Personal information
- Full name: Charles Peter Cartwright Kendall
- Born: 29 December 1938 (age 87) Penryn, Cornwall, England
- Batting: Left-handed
- Bowling: Right-arm fast-medium

Domestic team information
- 1961 & 1966-1975: Cornwall

Career statistics
| Competition | LA |
| Matches | 2 |
| Runs scored | 10 |
| Batting average | 5.00 |
| 100s/50s | –/– |
| Top score | 10 |
| Balls bowled | 126 |
| Wickets | 1 |
| Bowling average | 83.00 |
| 5 wickets in innings | – |
| 10 wickets in match | – |
| Best bowling | 1/42 |
| Catches/stumpings | –/– |
- Source: Cricinfo, 18 October 2010

= Peter Kendall (cricketer) =

English cricketer

Charles Peter Cartwright Kendall (born 29 December 1938) is a former English cricketer. Kendall was a left-handed batsman who bowled right-arm fast-medium. He was born at Penryn, Cornwall.

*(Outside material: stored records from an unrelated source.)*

//! Authenticated client for the HH API.
//!
//! Every request carries the current bearer credential. When no credential
//! is stored, an interactive login runs first (shared with any concurrent
//! caller). A 401/403 on the first attempt clears the stale credential,
//! logs in again and retries once; a 401/403 on the retry is returned as is.

use std::sync::Arc;
use std::time::Duration;

use reqwest::{header, Client};
use serde::Serialize;
use serde_json::Value;
use tracing::{debug, warn};

use super::request::{RequestBody, ResponseMode};
use super::{ApiError, ApiResponse, OutboundRequest};
use crate::auth::{AuthError, Credential, LoginCoordinator, OAuthEndpoints, SignInLauncher, TokenStore};
use crate::config::ConfigStore;
use crate::utils::{encode_base64, extension_for_mime};

/// Base URL for HH API endpoints
pub const API_BASE_URL: &str = "https://api.hh.ru";

/// Product identification sent with every request
const USER_AGENT: &str = concat!("hhbridge/", env!("CARGO_PKG_VERSION"));

/// HH asks integrations to identify themselves in this header as well
const HH_USER_AGENT_HEADER: &str = "hh-user-agent";

/// HTTP request timeout in seconds. Does not apply to the sign-in window.
const REQUEST_TIMEOUT_SECS: u64 = 30;

/// Where a logical request is in its authorization lifecycle.
#[derive(Debug, Clone, Copy, PartialEq, Eq)]
enum Attempt {
    First,
    Retry,
}

/// Candidate photo, base64 encoded.
#[derive(Debug, Clone, PartialEq, Eq, Serialize)]
pub struct Photo {
    pub base64: String,
    pub ext: Option<String>,
}

pub struct HhClientBuilder {
    base_url: String,
    endpoints: OAuthEndpoints,
    timeout: Duration,
}

impl Default for HhClientBuilder {
    fn default() -> Self {
        Self {
            base_url: API_BASE_URL.to_string(),
            endpoints: OAuthEndpoints::default(),
            timeout: Duration::from_secs(REQUEST_TIMEOUT_SECS),
        }
    }
}

impl HhClientBuilder {
    pub fn base_url(mut self, base_url: impl Into<String>) -> Self {
        self.base_url = base_url.into();
        self
    }

    pub fn endpoints(mut self, endpoints: OAuthEndpoints) -> Self {
        self.endpoints = endpoints;
        self
    }

    pub fn timeout(mut self, timeout: Duration) -> Self {
        self.timeout = timeout;
        self
    }

    pub fn build(
        self,
        config: Arc<dyn ConfigStore>,
        tokens: Arc<dyn TokenStore>,
        launcher: Arc<dyn SignInLauncher>,
    ) -> Result<HhClient, ApiError> {
        let mut headers = header::HeaderMap::new();
        headers.insert(
            header::ACCEPT,
            header::HeaderValue::from_static("application/json"),
        );
        headers.insert(
            HH_USER_AGENT_HEADER,
            header::HeaderValue::from_static(USER_AGENT),
        );

        let http = Client::builder()
            .user_agent(USER_AGENT)
            .default_headers(headers)
            .timeout(self.timeout)
            .build()?;

        let login = LoginCoordinator::new(
            http.clone(),
            config,
            Arc::clone(&tokens),
            launcher,
            self.endpoints,
        );

        Ok(HhClient {
            http,
            base_url: self.base_url,
            tokens,
            login,
        })
    }
}

/// HH API client.
/// Clone is cheap: the connection pool and the login slot are shared.
#[derive(Clone)]
pub struct HhClient {
    http: Client,
    base_url: String,
    tokens: Arc<dyn TokenStore>,
    login: LoginCoordinator,
}

impl HhClient {
    pub fn builder() -> HhClientBuilder {
        HhClientBuilder::default()
    }

    /// Perform `request` with the current credential attached.
    pub async fn send(&self, request: &OutboundRequest) -> Result<ApiResponse, ApiError> {
        let mut credential = self.access_token().await?;
        let mut attempt = Attempt::First;

        loop {
            let response = self.dispatch(request, &credential).await?;
            let status = response.status();
            if status.is_success() {
                return ApiResponse::read(response).await;
            }

            let body = response.text().await.unwrap_or_default();
            let error = ApiError::from_status(status, &body);

            match attempt {
                Attempt::First if error.is_authorization_failure() => {
                    warn!(%status, path = %request.target, "Credential rejected, signing in again");
                    credential = self.reauthenticate(&credential).await?;
                    attempt = Attempt::Retry;
                }
                _ => return Err(error),
            }
        }
    }

    /// Stored credential, or a fresh one from an interactive login.
    pub async fn access_token(&self) -> Result<Credential, AuthError> {
        match self.tokens.load().map_err(AuthError::store)? {
            Some(credential) => Ok(credential),
            None => self.login.credential().await,
        }
    }

    /// Run (or join) an interactive login.
    pub async fn login(&self) -> Result<Credential, AuthError> {
        self.login.login().await
    }

    /// Forget the stored credential.
    pub fn sign_out(&self) -> Result<(), ApiError> {
        self.tokens.clear().map_err(ApiError::store)
    }

    /// The stored credential, without signing in
    pub fn stored_credential(&self) -> Result<Option<Credential>, ApiError> {
        self.tokens.load().map_err(ApiError::store)
    }

    pub fn is_signed_in(&self) -> Result<bool, ApiError> {
        Ok(self.stored_credential()?.is_some())
    }

    async fn dispatch(
        &self,
        request: &OutboundRequest,
        credential: &Credential,
    ) -> Result<reqwest::Response, ApiError> {
        let url = request.url(&self.base_url);
        debug!(method = %request.method, url = %url, "HH request");

        let mut builder = self
            .http
            .request(request.method.clone(), &url)
            .bearer_auth(&credential.access_token);

        if !request.query.is_empty() {
            builder = builder.query(&request.query);
        }
        if request.response_mode == ResponseMode::Binary {
            builder = builder.header(header::ACCEPT, "*/*");
        }
        builder = match &request.body {
            RequestBody::Empty => builder,
            RequestBody::Json(body) => builder.json(body),
            RequestBody::Form(pairs) => builder.form(pairs),
        };

        Ok(builder.send().await?)
    }

    /// Replace a credential the API just rejected.
    ///
    /// The rejected credential is cleared before the new login starts. If
    /// another task already committed a different credential, that one is
    /// reused instead of signing in again.
    async fn reauthenticate(&self, stale: &Credential) -> Result<Credential, ApiError> {
        match self.tokens.load().map_err(ApiError::store)? {
            Some(current) if current.access_token != stale.access_token => {
                debug!("Newer credential already stored, reusing it");
                return Ok(current);
            }
            Some(_) => self.tokens.clear().map_err(ApiError::store)?,
            None => {}
        }
        Ok(self.login.login().await?)
    }

    // ===== HH Operations =====

    /// Full résumé by id
    pub async fn resume(&self, resume_id: &str) -> Result<Value, ApiError> {
        self.send(&OutboundRequest::get(format!("/resumes/{}", resume_id)))
            .await?
            .json()
    }

    /// Employer profile
    pub async fn employer(&self, employer_id: &str) -> Result<Value, ApiError> {
        self.send(&OutboundRequest::get(format!("/employers/{}", employer_id)))
            .await?
            .json()
    }

    /// The signed-in user
    pub async fn me(&self) -> Result<Value, ApiError> {
        self.send(&OutboundRequest::get("/me")).await?.json()
    }

    /// Download a file link handed out by the API (résumé PDF etc.)
    pub async fn download(&self, file_url: &str) -> Result<ApiResponse, ApiError> {
        self.send(&OutboundRequest::get(file_url).binary()).await
    }

    /// Candidate photo; `None` when the API has no photo for this link.
    pub async fn photo(&self, file_url: &str) -> Result<Option<Photo>, ApiError> {
        match self.download(file_url).await {
            Ok(response) => Ok(Some(Photo {
                ext: response.content_type().and_then(extension_for_mime),
                base64: encode_base64(response.bytes()),
            })),
            Err(ApiError::NotFound(_)) => {
                debug!(url = file_url, "No photo");
                Ok(None)
            }
            Err(e) => Err(e),
        }
    }
}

Kendall made his Minor Counties Championship debut for Cornwall in 1961 against Dorset. From 1961 to 1975, he represented the county in 36 Minor Counties Championship matches, the last of which came against Dorset.

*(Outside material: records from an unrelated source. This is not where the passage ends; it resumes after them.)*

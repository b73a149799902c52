use thiserror::Error;

/// Failures of the interactive OAuth login.
///
/// Cloneable because one in-flight login hands the same result to every
/// caller that joined it.
#[derive(Error, Debug, Clone, PartialEq, Eq)]
pub enum AuthError {
    #[error("State mismatch in sign-in callback")]
    StateMismatch,

    #[error("No authorization code in sign-in callback")]
    MissingCode,

    #[error("Sign-in denied: {0}")]
    Denied(String),

    #[error("Token exchange failed: {0}")]
    ExchangeFailed(String),

    #[error("Sign-in window failed: {0}")]
    SignIn(String),

    #[error("Credential store error: {0}")]
    Store(String),

    #[error("Invalid configuration: {0}")]
    InvalidConfig(String),
}

impl AuthError {
    pub(crate) fn store(err: impl std::fmt::Display) -> Self {
        AuthError::Store(err.to_string())
    }
}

Kendall also represented Cornwall in 2 List A matches. These came against Glamorgan in the 1970 Gillette Cup and Oxfordshire in the 1975 Gillette Cup. In his 2 List A matches, he scored 10 runs at a batting average of 5.00, with a high score of 10. With the ball he took a single wicket at a bowling average of 83.00, with best figures of 1/42.